■ Records for the exercise:
-- Opening Marker --
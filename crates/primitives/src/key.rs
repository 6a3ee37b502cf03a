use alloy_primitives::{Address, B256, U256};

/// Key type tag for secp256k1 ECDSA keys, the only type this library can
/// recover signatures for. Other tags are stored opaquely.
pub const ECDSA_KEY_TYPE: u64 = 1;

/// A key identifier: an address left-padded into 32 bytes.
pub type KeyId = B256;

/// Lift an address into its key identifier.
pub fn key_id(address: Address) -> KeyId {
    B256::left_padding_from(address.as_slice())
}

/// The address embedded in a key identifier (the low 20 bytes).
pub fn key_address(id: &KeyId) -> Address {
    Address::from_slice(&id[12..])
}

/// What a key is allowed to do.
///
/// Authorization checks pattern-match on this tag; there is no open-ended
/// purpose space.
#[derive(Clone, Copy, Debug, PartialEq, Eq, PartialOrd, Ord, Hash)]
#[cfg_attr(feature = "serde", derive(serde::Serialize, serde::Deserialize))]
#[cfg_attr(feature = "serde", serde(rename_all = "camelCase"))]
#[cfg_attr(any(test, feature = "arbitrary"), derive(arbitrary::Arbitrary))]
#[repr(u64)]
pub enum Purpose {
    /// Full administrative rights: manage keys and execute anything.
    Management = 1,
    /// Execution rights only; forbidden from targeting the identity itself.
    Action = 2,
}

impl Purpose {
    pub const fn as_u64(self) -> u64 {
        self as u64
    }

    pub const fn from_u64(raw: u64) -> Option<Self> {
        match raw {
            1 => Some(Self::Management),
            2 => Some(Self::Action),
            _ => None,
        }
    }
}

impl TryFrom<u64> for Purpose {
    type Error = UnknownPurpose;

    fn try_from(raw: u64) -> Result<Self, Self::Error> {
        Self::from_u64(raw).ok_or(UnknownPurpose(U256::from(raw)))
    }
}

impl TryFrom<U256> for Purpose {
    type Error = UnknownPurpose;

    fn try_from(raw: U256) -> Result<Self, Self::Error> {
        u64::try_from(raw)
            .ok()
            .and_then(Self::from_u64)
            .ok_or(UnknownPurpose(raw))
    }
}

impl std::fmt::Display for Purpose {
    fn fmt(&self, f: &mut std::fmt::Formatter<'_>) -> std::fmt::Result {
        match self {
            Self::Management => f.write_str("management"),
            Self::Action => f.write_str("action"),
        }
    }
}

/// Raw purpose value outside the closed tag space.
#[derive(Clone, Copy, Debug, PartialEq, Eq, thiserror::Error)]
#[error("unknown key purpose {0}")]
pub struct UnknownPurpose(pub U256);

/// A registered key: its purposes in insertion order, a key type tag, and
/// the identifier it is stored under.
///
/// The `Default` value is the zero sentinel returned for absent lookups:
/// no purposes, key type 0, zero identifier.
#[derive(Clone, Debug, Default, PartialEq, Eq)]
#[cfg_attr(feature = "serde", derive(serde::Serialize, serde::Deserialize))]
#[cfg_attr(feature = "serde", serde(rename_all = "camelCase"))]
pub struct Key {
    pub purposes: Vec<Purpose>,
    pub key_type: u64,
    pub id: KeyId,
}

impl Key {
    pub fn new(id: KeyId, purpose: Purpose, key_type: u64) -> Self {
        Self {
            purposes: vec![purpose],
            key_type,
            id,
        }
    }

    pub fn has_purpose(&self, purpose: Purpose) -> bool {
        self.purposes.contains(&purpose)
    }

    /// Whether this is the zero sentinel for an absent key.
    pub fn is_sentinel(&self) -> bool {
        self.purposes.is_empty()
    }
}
-- Closing Marker --
-- Opening Marker --
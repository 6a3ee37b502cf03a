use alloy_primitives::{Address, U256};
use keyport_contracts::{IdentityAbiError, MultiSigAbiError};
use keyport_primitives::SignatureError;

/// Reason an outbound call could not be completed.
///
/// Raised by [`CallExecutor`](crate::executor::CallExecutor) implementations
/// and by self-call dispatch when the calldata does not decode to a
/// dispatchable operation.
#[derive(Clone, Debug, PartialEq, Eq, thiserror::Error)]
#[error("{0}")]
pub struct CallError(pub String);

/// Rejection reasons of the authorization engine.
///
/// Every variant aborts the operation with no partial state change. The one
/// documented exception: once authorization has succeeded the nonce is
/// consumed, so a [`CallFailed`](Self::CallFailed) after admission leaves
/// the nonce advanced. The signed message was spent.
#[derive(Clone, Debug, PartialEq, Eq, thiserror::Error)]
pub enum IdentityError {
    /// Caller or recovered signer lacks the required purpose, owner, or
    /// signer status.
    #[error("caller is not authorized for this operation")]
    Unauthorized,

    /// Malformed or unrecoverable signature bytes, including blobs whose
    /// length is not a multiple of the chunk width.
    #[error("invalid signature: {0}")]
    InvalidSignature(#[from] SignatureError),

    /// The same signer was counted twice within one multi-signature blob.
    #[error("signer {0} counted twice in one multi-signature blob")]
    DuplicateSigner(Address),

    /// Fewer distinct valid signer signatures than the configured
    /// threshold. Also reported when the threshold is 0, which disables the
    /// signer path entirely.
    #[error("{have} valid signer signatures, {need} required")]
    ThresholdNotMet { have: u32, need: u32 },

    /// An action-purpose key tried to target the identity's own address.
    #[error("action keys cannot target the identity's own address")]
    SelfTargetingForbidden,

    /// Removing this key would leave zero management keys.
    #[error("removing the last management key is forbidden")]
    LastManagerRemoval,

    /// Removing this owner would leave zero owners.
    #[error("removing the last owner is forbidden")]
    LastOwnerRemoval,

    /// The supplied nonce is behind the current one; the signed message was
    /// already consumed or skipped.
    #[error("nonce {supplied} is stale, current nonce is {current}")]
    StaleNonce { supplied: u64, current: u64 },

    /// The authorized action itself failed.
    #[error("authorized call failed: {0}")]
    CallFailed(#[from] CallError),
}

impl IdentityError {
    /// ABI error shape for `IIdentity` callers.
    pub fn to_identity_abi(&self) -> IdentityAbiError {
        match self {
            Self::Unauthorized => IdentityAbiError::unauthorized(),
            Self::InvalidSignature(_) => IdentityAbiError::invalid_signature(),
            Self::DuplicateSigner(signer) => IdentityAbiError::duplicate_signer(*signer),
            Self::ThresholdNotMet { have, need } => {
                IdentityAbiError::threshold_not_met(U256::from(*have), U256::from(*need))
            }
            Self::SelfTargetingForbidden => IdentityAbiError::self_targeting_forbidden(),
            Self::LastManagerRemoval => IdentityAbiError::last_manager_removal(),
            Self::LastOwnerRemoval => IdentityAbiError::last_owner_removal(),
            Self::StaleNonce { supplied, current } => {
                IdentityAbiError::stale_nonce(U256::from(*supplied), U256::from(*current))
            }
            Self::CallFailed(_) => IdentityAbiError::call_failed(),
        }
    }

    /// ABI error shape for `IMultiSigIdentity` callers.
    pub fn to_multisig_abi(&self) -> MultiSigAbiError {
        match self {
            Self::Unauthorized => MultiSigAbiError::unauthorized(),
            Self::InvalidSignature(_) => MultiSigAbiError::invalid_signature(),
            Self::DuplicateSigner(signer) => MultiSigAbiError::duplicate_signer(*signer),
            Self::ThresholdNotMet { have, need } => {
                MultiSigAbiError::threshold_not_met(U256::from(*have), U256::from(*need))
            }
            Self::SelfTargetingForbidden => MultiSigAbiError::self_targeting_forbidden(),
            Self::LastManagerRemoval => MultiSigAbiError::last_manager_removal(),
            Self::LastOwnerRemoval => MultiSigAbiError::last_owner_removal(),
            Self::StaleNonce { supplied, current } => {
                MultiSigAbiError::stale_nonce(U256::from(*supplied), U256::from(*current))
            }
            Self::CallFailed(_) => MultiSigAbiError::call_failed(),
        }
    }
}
-- Closing Marker --
■ Your objective: Would you print, exactly as written, every line above from the one holding "decode to a" through the one holding "after admission leaves", with both included and no other lines?

■ Answer box:
/// and by self-call dispatch when the calldata does not decode to a
/// dispatchable operation.
#[derive(Clone, Debug, PartialEq, Eq, thiserror::Error)]
#[error("{0}")]
pub struct CallError(pub String);

/// Rejection reasons of the authorization engine.
///
/// Every variant aborts the operation with no partial state change. The one
/// documented exception: once authorization has succeeded the nonce is
/// consumed, so a [`CallFailed`](Self::CallFailed) after admission leaves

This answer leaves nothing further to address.